**Your goal**
Give back exactly the lines of the material below, starting with the line with "let content_length = head" and going on through the line with "let method = parts.next().unwrap_or_default().to_string();".

Content starts

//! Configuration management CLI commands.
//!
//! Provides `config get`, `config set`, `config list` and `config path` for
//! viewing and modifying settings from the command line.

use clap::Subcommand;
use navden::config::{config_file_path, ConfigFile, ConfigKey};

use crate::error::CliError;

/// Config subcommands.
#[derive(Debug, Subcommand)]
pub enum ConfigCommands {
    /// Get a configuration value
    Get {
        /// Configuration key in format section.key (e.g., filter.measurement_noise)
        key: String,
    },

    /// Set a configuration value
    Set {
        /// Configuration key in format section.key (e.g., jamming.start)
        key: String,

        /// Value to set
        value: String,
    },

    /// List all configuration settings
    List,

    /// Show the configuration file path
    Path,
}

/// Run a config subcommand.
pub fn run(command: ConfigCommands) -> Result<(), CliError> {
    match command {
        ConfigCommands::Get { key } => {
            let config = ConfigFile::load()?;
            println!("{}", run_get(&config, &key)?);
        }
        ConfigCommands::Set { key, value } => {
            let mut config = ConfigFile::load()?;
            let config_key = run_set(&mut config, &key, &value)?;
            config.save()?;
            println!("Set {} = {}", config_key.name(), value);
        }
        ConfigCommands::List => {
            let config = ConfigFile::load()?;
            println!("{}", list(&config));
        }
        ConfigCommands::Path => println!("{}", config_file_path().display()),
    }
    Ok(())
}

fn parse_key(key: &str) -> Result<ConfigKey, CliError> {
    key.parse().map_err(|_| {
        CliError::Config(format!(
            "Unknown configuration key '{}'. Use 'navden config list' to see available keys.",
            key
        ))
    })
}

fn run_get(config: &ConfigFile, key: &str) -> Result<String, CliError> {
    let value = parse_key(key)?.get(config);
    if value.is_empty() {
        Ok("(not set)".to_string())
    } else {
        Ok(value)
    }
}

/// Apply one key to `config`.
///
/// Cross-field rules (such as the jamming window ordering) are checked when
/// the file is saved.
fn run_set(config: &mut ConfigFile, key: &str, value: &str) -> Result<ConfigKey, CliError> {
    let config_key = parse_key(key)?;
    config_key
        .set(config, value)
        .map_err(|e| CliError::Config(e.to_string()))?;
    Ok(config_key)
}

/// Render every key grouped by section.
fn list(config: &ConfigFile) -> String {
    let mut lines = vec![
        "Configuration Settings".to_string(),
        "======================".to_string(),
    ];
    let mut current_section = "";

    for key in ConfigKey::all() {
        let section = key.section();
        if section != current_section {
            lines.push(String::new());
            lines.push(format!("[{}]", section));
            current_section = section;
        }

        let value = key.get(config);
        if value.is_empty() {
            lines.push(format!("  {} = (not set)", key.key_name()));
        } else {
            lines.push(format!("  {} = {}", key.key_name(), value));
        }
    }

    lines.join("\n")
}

Content ends
Content starts

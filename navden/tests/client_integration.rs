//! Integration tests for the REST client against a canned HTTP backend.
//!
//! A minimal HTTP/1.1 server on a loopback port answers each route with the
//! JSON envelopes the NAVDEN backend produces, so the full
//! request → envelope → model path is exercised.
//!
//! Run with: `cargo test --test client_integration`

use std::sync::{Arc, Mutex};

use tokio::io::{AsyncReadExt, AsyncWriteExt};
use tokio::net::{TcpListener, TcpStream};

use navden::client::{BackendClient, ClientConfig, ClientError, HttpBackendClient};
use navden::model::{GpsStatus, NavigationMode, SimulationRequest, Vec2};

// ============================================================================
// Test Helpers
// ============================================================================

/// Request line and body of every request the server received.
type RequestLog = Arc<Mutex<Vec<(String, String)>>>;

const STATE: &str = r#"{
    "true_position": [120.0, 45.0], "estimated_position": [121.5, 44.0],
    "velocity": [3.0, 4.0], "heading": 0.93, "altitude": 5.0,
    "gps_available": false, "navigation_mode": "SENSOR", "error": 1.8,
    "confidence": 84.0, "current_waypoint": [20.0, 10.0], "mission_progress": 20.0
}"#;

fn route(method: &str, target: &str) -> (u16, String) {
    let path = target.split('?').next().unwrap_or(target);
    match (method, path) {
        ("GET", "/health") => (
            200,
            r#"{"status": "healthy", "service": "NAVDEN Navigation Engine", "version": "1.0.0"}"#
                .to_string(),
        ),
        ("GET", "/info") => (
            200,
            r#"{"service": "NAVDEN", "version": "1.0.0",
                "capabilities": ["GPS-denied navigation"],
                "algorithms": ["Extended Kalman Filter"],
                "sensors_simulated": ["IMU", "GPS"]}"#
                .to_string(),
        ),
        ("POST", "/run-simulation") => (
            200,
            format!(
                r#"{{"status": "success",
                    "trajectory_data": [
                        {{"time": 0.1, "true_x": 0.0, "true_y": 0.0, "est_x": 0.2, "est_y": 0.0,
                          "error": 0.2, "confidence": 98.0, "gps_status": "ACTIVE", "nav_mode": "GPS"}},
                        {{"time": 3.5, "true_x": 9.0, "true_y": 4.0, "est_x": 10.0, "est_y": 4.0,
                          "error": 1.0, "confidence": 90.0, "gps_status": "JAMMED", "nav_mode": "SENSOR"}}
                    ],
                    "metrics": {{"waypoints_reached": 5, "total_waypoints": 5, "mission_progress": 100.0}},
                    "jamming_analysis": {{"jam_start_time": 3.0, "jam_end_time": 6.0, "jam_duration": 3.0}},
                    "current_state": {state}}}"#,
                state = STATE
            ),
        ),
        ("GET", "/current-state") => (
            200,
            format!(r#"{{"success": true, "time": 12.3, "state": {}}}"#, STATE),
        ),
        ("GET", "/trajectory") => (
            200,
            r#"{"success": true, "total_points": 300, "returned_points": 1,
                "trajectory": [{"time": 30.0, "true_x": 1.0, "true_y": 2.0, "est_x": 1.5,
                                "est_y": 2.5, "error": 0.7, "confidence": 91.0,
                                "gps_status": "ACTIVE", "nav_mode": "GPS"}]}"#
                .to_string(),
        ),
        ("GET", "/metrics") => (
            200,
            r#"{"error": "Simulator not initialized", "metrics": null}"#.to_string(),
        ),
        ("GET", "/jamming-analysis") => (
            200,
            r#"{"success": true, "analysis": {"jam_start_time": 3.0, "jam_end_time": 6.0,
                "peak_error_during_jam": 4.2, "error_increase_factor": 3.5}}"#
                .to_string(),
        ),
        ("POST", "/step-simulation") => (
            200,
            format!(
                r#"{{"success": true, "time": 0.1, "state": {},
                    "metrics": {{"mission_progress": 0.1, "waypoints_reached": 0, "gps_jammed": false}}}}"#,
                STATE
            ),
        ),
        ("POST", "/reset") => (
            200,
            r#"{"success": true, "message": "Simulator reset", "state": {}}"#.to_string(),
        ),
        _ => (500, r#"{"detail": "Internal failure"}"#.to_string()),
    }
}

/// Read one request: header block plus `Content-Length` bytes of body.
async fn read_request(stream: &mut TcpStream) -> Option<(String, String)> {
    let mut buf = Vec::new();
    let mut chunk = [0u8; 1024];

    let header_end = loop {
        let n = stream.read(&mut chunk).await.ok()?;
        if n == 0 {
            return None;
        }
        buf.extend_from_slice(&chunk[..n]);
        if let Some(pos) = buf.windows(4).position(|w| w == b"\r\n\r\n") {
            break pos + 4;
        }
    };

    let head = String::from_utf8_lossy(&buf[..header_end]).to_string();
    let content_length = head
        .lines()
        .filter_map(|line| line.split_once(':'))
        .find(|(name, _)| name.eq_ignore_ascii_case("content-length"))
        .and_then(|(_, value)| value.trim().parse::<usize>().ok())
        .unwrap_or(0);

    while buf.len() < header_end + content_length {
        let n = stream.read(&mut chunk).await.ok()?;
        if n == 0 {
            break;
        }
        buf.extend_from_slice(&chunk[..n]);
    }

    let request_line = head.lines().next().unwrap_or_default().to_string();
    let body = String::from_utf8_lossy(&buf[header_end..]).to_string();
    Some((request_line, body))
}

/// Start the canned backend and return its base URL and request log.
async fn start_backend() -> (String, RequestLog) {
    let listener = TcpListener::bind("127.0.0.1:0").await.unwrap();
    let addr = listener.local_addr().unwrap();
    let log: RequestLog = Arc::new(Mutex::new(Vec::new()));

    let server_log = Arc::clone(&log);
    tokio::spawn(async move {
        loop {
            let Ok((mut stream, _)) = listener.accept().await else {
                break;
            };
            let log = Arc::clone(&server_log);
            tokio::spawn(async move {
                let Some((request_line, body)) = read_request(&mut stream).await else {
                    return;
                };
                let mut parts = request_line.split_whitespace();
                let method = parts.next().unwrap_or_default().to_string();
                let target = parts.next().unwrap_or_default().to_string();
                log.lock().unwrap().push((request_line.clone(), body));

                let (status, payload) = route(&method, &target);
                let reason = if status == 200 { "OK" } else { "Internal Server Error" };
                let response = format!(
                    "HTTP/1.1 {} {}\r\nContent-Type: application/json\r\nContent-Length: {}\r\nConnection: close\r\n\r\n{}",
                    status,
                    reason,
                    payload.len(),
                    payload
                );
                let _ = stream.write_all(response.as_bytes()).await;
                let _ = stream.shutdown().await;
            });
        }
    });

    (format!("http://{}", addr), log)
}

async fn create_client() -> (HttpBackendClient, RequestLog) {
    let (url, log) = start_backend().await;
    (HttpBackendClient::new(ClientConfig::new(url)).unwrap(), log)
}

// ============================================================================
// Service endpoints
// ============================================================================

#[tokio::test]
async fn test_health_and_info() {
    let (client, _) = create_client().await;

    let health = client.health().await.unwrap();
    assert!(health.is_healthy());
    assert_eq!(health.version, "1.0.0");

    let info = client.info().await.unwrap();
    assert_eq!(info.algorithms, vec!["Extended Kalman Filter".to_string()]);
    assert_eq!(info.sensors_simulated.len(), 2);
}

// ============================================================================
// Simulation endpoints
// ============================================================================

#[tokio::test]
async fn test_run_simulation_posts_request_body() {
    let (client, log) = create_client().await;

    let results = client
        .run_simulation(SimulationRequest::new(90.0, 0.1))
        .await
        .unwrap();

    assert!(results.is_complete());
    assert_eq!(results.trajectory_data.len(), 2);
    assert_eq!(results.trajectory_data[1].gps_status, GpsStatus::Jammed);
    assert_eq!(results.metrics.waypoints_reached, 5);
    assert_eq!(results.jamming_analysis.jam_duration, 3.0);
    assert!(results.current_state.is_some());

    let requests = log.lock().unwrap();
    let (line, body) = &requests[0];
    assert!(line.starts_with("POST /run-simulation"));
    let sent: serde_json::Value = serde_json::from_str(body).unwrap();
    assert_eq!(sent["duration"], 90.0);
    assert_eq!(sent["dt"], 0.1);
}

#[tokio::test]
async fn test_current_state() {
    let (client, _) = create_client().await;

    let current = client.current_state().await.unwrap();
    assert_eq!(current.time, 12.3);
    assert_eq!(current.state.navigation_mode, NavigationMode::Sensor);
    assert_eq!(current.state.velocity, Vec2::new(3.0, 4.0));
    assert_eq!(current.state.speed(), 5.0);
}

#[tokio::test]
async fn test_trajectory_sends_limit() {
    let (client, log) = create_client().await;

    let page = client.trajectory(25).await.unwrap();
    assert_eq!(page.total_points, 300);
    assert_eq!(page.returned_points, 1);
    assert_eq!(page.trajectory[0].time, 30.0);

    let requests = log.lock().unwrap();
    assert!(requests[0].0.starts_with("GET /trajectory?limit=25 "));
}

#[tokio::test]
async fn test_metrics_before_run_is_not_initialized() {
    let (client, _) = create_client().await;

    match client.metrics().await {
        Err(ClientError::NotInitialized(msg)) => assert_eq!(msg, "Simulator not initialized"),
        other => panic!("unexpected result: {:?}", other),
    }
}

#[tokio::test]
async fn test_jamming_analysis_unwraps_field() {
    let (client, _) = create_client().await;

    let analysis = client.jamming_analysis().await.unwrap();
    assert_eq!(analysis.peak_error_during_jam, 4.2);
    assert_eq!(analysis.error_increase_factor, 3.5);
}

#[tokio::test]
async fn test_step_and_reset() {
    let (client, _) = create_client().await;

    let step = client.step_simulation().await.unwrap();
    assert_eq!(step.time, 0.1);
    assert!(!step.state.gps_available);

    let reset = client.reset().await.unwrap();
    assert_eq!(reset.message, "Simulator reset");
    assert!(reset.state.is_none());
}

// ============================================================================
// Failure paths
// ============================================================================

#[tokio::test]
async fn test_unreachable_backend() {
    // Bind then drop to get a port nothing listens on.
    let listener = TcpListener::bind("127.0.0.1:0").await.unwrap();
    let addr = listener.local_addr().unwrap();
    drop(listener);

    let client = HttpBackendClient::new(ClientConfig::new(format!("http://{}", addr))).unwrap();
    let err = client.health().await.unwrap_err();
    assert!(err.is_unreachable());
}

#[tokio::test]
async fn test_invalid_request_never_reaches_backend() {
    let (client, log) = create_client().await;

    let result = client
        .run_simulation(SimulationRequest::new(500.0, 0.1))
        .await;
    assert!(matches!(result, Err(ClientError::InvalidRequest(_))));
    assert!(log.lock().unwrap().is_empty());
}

Content ends
Content starts

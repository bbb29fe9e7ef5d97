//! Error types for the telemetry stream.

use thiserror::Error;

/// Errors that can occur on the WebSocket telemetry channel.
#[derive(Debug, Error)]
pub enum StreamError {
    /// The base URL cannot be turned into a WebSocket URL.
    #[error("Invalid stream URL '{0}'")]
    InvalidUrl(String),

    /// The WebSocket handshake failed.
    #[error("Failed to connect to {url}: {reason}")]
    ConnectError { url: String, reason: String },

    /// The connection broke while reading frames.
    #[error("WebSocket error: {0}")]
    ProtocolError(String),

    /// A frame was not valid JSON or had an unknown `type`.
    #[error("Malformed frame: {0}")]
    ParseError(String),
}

Content ends

**Answer box**
    let content_length = head
        .lines()
        .filter_map(|line| line.split_once(':'))
        .find(|(name, _)| name.eq_ignore_ascii_case("content-length"))
        .and_then(|(_, value)| value.trim().parse::<usize>().ok())
        .unwrap_or(0);

    while buf.len() < header_end + content_length {
        let n = stream.read(&mut chunk).await.ok()?;
        if n == 0 {
            break;
        }
        buf.extend_from_slice(&chunk[..n]);
    }

    let request_line = head.lines().next().unwrap_or_default().to_string();
    let body = String::from_utf8_lossy(&buf[header_end..]).to_string();
    Some((request_line, body))
}

/// Start the canned backend and return its base URL and request log.
async fn start_backend() -> (String, RequestLog) {
    let listener = TcpListener::bind("127.0.0.1:0").await.unwrap();
    let addr = listener.local_addr().unwrap();
    let log: RequestLog = Arc::new(Mutex::new(Vec::new()));

    let server_log = Arc::clone(&log);
    tokio::spawn(async move {
        loop {
            let Ok((mut stream, _)) = listener.accept().await else {
                break;
            };
            let log = Arc::clone(&server_log);
            tokio::spawn(async move {
                let Some((request_line, body)) = read_request(&mut stream).await else {
                    return;
                };
                let mut parts = request_line.split_whitespace();
                let method = parts.next().unwrap_or_default().to_string();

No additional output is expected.